» **Problem requirements**:
Go through the records and extract every line with the word "RwLock".

» **Given data**:
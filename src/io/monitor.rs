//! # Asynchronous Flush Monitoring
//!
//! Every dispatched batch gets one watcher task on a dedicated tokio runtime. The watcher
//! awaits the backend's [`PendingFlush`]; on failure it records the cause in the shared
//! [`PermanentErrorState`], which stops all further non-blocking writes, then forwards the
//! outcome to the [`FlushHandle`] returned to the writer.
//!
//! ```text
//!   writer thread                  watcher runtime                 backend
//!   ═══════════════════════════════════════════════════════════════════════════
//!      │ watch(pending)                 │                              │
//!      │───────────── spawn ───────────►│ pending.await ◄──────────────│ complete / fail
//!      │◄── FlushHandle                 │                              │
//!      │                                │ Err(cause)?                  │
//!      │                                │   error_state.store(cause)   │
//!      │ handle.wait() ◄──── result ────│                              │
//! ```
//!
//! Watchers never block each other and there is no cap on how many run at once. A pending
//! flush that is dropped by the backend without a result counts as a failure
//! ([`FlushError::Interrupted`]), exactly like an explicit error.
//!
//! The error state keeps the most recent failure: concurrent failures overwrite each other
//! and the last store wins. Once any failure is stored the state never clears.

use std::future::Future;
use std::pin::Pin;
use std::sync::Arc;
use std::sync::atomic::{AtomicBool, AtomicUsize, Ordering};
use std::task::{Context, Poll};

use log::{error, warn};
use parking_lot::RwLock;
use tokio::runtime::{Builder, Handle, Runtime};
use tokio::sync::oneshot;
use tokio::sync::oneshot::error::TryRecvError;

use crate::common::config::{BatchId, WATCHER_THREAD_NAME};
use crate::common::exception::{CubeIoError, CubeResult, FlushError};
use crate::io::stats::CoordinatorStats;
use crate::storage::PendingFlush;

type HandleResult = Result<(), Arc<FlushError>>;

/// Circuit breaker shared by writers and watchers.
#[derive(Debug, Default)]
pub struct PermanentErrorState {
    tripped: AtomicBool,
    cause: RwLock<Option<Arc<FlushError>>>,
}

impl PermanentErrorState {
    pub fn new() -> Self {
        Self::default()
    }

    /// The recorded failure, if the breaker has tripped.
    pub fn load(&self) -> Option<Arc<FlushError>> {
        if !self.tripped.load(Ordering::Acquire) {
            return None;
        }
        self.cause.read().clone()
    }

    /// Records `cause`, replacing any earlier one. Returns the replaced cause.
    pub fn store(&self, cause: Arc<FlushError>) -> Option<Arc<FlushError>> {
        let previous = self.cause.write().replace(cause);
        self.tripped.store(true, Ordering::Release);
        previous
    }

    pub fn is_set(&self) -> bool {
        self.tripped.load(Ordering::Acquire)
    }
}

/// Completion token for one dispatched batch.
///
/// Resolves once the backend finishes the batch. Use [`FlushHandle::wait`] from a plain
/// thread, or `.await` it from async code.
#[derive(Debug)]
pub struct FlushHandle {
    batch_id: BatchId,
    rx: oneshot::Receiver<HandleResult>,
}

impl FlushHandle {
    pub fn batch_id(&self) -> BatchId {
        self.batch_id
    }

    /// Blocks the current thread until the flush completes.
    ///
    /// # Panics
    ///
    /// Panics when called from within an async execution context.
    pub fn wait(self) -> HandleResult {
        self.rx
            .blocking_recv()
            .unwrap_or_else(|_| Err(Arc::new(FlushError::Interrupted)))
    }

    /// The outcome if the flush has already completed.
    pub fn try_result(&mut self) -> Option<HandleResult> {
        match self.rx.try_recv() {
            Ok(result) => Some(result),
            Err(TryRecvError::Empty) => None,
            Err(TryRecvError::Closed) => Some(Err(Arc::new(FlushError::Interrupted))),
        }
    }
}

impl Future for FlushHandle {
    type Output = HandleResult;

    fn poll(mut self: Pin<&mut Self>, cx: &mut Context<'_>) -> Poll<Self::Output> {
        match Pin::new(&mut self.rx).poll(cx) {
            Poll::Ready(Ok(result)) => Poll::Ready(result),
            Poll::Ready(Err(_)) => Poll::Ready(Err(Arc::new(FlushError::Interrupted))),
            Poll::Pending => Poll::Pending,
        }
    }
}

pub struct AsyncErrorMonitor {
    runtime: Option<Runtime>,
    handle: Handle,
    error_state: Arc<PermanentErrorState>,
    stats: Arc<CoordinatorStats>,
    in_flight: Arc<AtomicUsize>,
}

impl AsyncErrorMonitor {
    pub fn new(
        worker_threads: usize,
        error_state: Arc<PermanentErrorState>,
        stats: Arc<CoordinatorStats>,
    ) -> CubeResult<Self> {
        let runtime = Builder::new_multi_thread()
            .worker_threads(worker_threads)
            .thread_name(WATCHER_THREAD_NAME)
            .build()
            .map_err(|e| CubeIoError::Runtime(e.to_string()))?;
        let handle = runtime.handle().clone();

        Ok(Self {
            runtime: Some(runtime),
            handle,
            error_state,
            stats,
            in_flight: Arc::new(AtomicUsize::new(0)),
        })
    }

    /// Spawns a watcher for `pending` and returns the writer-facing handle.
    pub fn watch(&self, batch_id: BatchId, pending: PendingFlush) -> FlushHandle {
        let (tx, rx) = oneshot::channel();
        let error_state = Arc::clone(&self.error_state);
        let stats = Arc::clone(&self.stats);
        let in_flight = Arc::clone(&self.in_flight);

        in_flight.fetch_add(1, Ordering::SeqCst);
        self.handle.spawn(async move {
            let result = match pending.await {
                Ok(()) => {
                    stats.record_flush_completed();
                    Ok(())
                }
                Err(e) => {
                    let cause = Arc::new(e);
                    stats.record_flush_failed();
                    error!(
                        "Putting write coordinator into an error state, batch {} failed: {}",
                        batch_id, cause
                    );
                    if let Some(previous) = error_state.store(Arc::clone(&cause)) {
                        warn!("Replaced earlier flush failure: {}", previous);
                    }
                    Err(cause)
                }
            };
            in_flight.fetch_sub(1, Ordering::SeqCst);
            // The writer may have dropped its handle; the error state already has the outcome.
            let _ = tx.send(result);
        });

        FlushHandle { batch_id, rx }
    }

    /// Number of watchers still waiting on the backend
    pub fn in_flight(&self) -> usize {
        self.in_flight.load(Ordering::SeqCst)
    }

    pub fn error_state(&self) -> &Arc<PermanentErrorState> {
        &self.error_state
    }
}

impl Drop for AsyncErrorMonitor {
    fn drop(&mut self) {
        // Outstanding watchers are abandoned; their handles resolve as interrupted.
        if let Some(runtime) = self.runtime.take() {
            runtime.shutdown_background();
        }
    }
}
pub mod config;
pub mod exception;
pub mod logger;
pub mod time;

--

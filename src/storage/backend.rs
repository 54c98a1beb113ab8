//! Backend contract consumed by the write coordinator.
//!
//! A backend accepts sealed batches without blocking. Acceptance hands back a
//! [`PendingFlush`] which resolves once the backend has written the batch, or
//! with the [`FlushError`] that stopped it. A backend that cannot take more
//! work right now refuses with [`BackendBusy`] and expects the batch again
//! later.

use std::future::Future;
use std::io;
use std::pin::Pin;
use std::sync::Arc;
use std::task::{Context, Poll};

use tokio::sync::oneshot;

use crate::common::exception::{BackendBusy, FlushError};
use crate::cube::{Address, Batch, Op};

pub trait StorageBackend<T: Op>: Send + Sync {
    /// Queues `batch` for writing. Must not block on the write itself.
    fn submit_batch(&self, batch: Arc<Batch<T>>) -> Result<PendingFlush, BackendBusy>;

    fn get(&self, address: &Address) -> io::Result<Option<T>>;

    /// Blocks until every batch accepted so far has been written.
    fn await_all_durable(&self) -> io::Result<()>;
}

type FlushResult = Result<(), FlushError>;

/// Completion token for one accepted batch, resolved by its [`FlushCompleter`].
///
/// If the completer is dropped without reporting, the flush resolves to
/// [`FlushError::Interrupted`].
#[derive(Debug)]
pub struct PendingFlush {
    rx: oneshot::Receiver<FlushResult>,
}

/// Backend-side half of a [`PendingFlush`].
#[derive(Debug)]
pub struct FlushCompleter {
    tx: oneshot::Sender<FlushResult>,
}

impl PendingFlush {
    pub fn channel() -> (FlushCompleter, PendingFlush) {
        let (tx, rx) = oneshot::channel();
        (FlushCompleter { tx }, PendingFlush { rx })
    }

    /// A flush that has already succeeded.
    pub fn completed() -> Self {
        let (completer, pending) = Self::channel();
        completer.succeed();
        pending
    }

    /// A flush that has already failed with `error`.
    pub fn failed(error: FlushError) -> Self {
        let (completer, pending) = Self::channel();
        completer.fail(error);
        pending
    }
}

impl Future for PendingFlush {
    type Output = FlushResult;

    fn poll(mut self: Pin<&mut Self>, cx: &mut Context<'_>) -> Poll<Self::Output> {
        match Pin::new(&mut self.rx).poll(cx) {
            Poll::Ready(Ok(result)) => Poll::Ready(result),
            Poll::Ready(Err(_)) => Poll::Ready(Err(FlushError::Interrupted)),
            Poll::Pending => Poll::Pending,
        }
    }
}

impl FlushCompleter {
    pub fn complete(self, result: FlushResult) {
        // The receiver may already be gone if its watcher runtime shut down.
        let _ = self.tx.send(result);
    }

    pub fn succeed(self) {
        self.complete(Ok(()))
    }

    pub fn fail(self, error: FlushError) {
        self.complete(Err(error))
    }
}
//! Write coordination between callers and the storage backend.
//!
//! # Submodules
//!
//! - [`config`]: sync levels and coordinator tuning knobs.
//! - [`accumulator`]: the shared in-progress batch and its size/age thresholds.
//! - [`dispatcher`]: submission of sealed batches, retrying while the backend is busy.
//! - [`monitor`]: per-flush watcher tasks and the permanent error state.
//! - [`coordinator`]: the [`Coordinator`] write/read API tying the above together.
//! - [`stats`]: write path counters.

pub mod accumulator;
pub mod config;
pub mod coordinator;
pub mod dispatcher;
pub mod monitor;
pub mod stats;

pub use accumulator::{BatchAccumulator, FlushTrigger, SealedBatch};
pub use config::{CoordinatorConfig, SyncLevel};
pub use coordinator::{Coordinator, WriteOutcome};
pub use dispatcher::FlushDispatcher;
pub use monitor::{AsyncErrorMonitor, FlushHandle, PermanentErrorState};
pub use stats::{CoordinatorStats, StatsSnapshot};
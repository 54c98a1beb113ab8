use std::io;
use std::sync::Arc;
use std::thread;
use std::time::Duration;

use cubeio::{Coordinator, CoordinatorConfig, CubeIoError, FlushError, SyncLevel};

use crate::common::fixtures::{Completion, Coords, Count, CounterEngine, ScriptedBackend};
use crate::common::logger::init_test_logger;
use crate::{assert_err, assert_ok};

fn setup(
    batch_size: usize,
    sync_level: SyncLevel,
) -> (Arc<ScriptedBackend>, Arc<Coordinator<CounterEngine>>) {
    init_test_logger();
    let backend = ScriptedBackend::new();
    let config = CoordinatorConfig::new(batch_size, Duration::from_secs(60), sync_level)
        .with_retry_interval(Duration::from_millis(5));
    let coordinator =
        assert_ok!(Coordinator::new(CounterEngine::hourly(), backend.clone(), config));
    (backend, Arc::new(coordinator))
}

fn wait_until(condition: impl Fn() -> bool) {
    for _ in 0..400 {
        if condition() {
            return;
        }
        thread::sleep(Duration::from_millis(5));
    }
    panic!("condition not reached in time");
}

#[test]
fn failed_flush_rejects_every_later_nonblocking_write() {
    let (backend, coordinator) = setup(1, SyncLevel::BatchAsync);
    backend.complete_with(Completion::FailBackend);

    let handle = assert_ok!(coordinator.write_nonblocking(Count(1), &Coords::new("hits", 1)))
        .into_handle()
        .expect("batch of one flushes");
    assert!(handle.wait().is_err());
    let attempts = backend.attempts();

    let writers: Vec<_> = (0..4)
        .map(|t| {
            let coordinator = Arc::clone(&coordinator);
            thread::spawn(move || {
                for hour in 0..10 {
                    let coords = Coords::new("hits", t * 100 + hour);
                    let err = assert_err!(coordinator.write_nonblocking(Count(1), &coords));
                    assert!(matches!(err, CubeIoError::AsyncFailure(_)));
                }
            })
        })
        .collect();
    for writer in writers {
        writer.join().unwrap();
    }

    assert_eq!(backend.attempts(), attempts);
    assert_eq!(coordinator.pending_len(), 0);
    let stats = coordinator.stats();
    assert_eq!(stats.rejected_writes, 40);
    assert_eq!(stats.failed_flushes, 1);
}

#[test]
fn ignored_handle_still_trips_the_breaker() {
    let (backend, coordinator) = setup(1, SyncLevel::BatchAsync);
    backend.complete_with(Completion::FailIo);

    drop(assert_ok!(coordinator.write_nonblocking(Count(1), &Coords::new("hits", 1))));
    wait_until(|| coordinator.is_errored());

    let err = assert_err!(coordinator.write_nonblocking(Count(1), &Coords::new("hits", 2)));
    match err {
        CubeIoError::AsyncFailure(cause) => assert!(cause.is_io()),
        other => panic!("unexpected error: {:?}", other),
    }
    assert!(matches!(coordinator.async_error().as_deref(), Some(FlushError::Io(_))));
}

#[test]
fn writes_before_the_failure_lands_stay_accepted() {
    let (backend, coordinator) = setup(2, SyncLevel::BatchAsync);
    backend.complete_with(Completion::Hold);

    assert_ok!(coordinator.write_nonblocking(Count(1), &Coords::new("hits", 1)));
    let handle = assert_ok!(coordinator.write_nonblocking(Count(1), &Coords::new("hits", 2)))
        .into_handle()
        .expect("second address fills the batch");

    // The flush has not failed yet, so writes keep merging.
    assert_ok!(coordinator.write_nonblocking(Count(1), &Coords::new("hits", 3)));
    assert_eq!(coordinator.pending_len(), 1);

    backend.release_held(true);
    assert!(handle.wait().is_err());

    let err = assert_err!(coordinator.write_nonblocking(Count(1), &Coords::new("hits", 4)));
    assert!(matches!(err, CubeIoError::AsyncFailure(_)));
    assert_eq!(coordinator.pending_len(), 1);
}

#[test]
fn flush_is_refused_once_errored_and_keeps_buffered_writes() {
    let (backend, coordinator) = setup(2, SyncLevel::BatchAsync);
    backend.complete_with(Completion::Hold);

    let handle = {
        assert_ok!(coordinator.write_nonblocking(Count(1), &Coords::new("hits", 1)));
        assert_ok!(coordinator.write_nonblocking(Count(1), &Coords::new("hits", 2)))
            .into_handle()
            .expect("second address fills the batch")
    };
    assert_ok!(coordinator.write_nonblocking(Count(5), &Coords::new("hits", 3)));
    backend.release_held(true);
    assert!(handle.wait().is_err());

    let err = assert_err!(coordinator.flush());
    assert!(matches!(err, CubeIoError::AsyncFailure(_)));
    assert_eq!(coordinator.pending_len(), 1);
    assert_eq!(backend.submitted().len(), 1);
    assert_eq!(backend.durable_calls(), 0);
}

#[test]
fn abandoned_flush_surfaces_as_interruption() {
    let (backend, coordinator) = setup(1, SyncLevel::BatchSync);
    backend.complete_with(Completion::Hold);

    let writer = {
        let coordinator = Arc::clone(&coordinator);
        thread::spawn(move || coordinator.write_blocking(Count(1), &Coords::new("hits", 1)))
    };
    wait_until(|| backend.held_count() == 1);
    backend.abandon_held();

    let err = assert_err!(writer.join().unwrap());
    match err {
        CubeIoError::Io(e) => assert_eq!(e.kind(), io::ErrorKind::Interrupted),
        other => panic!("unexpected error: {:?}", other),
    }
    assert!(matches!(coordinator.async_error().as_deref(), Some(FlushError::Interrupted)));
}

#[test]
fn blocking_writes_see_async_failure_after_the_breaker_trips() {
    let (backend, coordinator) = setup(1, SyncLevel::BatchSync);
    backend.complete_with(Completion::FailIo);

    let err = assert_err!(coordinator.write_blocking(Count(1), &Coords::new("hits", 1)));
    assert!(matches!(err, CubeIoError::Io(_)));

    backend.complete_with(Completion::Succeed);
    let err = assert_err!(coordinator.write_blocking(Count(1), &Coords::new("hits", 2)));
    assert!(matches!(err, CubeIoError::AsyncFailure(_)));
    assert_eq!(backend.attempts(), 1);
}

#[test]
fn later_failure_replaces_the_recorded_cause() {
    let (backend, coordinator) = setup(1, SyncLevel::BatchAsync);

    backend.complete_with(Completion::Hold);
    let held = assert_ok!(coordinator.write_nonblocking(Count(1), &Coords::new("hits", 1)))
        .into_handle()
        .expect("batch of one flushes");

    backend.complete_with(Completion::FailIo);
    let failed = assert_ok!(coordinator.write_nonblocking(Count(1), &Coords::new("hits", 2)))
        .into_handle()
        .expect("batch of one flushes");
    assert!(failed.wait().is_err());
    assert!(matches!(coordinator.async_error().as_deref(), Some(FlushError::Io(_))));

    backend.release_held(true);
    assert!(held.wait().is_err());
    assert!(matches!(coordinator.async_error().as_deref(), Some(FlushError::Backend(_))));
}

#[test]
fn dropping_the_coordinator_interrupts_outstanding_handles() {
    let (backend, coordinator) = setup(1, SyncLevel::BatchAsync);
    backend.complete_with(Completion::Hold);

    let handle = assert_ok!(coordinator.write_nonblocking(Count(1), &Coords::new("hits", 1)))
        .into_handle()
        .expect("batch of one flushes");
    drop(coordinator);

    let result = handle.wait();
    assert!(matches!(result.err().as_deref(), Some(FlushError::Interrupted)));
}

» **Response area**:
use parking_lot::RwLock;
    cause: RwLock<Option<Arc<FlushError>>>,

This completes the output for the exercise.